Look through the lines below and copy each one that includes "DiagnosticLevel".

===

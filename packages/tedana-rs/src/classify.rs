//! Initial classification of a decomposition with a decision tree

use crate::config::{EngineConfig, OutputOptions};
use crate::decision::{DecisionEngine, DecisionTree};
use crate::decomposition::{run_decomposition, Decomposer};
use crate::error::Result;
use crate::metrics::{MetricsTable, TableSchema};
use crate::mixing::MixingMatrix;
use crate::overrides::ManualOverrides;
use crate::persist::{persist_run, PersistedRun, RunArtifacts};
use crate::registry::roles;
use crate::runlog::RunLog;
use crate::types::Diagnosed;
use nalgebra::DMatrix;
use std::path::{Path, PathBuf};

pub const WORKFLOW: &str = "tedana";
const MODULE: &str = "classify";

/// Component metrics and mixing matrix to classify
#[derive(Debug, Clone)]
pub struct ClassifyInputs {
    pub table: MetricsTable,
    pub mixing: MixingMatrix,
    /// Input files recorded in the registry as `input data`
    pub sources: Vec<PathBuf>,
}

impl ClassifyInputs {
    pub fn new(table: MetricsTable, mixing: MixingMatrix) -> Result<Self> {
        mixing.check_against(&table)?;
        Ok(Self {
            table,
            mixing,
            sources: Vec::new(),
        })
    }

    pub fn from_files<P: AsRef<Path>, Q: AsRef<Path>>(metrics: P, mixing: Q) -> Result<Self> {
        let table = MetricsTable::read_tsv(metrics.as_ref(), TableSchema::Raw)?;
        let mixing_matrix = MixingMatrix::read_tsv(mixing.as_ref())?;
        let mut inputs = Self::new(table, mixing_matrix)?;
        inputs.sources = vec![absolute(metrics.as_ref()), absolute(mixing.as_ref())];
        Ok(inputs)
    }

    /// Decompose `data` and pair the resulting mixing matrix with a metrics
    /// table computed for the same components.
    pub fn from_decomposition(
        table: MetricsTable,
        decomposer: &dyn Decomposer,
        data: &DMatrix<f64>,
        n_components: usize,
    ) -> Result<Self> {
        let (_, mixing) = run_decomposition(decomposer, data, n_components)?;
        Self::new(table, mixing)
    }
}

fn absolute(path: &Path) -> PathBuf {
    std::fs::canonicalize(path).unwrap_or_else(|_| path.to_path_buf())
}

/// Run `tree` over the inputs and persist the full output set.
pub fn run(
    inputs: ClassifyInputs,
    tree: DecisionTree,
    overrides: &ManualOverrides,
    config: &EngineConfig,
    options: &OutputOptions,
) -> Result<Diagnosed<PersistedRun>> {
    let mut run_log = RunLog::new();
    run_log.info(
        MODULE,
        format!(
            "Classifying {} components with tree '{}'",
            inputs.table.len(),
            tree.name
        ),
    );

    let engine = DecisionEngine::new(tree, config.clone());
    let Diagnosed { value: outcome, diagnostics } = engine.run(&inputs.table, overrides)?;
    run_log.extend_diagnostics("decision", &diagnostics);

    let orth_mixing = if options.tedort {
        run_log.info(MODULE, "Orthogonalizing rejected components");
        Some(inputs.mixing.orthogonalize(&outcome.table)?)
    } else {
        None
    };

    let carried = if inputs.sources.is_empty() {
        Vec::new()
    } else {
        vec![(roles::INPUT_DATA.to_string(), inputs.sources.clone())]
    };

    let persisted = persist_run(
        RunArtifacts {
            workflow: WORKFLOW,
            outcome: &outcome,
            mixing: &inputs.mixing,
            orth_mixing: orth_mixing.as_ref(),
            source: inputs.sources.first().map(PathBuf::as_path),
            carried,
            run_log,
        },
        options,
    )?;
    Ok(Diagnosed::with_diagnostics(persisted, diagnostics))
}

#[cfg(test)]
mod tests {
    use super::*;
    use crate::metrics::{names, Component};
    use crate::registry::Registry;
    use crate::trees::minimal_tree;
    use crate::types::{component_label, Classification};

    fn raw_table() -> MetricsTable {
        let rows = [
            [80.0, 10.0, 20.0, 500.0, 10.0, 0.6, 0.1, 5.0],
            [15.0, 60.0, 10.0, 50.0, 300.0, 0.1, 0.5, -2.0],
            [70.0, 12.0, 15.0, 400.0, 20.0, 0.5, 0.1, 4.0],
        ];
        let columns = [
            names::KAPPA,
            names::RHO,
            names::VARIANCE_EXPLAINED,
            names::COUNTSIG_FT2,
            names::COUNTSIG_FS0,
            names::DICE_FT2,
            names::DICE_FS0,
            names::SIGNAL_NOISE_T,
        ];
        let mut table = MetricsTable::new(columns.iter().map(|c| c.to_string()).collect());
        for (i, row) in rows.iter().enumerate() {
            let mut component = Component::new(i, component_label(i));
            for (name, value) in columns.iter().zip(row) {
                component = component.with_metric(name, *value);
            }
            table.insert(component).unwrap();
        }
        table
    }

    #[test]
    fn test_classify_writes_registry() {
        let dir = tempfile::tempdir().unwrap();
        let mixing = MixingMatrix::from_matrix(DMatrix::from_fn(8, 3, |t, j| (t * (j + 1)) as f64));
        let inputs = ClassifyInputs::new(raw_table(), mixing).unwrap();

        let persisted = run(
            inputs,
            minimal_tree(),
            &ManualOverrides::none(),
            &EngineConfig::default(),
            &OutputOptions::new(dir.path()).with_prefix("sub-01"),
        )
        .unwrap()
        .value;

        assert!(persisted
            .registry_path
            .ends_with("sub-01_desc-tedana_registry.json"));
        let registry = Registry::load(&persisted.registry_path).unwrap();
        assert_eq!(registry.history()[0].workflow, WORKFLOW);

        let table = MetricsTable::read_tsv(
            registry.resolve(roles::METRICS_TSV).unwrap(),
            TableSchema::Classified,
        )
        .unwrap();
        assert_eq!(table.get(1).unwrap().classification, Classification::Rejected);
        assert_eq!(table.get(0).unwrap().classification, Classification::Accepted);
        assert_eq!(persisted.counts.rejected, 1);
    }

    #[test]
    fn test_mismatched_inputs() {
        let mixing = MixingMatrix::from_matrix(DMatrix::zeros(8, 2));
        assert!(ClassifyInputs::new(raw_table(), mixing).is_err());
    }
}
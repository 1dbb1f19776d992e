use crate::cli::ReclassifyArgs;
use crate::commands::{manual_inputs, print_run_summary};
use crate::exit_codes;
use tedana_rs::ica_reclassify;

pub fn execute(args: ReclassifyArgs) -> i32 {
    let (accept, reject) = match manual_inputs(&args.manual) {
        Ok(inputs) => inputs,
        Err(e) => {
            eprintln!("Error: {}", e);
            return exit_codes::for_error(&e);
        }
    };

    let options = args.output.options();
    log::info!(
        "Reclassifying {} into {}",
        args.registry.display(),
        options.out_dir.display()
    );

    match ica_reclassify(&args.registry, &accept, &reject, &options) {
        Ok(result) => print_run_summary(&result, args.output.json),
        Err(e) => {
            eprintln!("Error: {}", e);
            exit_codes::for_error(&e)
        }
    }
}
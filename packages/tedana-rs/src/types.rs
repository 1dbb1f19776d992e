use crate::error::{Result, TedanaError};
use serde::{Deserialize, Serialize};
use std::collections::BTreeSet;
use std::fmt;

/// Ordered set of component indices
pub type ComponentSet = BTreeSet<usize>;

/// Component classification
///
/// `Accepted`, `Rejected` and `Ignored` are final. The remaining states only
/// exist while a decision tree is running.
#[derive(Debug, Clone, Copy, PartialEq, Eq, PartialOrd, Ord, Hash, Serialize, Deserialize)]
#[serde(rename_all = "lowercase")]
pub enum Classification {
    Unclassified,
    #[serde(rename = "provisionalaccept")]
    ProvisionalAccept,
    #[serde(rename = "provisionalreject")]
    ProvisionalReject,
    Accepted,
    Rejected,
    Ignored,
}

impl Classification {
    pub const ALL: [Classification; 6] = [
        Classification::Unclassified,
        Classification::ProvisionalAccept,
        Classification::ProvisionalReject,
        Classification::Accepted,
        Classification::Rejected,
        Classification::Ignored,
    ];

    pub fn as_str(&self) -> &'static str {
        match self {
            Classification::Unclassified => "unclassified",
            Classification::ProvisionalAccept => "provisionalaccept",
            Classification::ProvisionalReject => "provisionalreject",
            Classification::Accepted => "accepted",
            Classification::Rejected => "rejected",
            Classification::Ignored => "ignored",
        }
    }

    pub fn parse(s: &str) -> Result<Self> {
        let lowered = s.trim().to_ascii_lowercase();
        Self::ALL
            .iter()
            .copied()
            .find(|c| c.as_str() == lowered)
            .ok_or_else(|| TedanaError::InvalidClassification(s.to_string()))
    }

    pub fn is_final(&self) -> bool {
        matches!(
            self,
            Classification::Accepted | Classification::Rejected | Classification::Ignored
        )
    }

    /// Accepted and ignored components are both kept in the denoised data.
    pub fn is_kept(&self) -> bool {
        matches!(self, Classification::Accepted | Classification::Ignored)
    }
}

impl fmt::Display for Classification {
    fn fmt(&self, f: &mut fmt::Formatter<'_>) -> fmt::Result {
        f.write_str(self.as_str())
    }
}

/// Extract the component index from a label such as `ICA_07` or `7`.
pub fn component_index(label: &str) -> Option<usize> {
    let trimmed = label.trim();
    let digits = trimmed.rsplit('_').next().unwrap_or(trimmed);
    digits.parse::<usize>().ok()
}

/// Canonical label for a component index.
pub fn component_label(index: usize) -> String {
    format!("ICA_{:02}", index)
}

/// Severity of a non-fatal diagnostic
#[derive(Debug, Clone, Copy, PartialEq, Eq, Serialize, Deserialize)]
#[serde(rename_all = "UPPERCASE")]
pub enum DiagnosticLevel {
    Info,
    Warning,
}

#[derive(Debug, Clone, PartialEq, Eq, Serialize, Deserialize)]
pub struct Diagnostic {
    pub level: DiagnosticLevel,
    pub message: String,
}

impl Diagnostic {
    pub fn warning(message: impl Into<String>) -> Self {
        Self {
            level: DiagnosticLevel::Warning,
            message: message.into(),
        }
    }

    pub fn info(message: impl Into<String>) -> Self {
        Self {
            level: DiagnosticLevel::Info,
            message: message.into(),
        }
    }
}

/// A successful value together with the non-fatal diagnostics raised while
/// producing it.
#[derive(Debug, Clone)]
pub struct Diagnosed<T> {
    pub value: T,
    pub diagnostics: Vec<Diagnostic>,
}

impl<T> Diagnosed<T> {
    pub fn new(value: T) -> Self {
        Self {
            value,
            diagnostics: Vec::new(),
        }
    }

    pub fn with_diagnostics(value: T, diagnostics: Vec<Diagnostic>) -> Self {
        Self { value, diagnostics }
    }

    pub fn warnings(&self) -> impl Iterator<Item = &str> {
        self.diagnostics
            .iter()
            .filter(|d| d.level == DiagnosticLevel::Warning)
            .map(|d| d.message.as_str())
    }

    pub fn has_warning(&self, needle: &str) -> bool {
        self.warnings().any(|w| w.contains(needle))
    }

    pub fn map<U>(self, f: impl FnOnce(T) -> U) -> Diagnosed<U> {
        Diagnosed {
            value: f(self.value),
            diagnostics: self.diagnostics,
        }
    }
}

===

### TASK SOLUTION
pub enum DiagnosticLevel {
    pub level: DiagnosticLevel,
            level: DiagnosticLevel::Warning,
            level: DiagnosticLevel::Info,
            .filter(|d| d.level == DiagnosticLevel::Warning)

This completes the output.